“I have been glad of your company, Humphrey Trail. I know you are honest, and just now there is no one else in all Paris whom I can trust.”

“Tha can trust me, lad, that tha can. Can tha remember the name of my lodging? Listen well. It is in the Impasse Forné, just off the rue Saint Antoine, the fourth turn to the right from the corner where the women are making waste for the guns. Tha cannot fail to find it and any message sent there will reach me. I shall not be far and I shall be ready to serve tha well.”

Humphrey shook Lisle’s hand warmly there in the shadow of the great house.

“In all Paris, you are my only friend, Humphrey Trail,” Lisle answered.

Chapter IX
DIAN

Dian the shepherd was always welcome at Mother Barbette’s fire. He sat before it on a chilly December afternoon, warming his hands at a piled-up heap of briskly-burning fagots. Jean had gathered them during the autumn months, and they were stacked in neat piles in the back of the room. Rows of onions were strung on lines along the ceiling, and there were bowls of good fig jam on a shelf by the door. Mother Barbette was prepared for what she felt would be a hard winter.

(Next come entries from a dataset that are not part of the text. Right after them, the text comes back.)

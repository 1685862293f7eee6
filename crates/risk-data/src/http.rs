use reqwest::Client;
use serde::de::DeserializeOwned;
use sri_core::{Provider, RetryPolicy, SriError};
use std::future::Future;
use std::time::Duration;

const USER_AGENT: &str = "Mozilla/5.0 (Windows NT 10.0; Win64; x64) AppleWebKit/537.36";

/// Shared HTTP client for provider adapters.
pub fn build_client(timeout: Duration) -> Client {
    Client::builder()
        .user_agent(USER_AGENT)
        .timeout(timeout)
        .build()
        .unwrap_or_else(|_| Client::new())
}

/// Run `op` under `policy`, sleeping between attempts on transient failures.
///
/// Transient failures are the ones reported as `SriError::Http` (transport errors,
/// 429 and 5xx). Once the budget is spent they surface as a provider error.
pub async fn with_retry<T, F, Fut>(
    policy: &RetryPolicy,
    provider: Provider,
    what: &str,
    mut op: F,
) -> Result<T, SriError>
where
    F: FnMut() -> Fut,
    Fut: Future<Output = Result<T, SriError>>,
{
    let max_attempts = policy.max_attempts.max(1);
    let mut attempt = 0u32;

    loop {
        match op().await {
            Ok(value) => return Ok(value),
            Err(e) if e.is_transient() && attempt + 1 < max_attempts => {
                let delay = policy.delay_for(attempt);
                tracing::warn!(
                    "{} request for {} failed ({}), retry {}/{} in {:.1}s",
                    provider,
                    what,
                    e,
                    attempt + 1,
                    max_attempts - 1,
                    delay.as_secs_f64()
                );
                tokio::time::sleep(delay).await;
                attempt += 1;
            }
            Err(SriError::Http(message)) => {
                return Err(SriError::provider(
                    provider,
                    format!("{} failed after {} attempt(s): {}", what, attempt + 1, message),
                ));
            }
            Err(e) => return Err(e),
        }
    }
}

/// GET `url` and decode a JSON body, retrying per `policy`.
pub(crate) async fn get_json<T: DeserializeOwned>(
    client: &Client,
    url: &str,
    query: &[(&str, String)],
    provider: Provider,
    policy: &RetryPolicy,
    what: &str,
) -> Result<T, SriError> {
    with_retry(policy, provider, what, || async move {
        let response = client
            .get(url)
            .query(query)
            .send()
            .await
            .map_err(|e| SriError::Http(e.to_string()))?;

        let status = response.status();
        if status.as_u16() == 429 || status.is_server_error() {
            return Err(SriError::Http(format!("HTTP {}", status)));
        }
        if !status.is_success() {
            return Err(SriError::provider(
                provider,
                format!("HTTP {} for {}: {}", status, what, response.text().await.unwrap_or_default()),
            ));
        }

        response
            .json::<T>()
            .await
            .map_err(|e| SriError::provider(provider, format!("Malformed response for {}: {}", what, e)))
    })
    .await
}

She was making a stew for supper and she was wishing that it might have been a good one. She peered into the stock pot above the fire and sighed. It was not a savory mixture that met her eyes. The stew was made mostly of hot water and pieces of bread, to which she had added a cup of milk, some salt, and a bit of garlic. She had eaten the stew all her life, but always before she had had a piece of veal or pork to add to it.

Dian the shepherd sniffed the stew delightedly.

“It’s good to know that there will soon be food,” he said. He often shared the Barbettes’ supper and sometimes brought them meat which he obtained from a near-by farmer in exchange for some of the cheese for which he himself was famous. He never ate meat but seemed content always with a cup of milk and a piece of bread.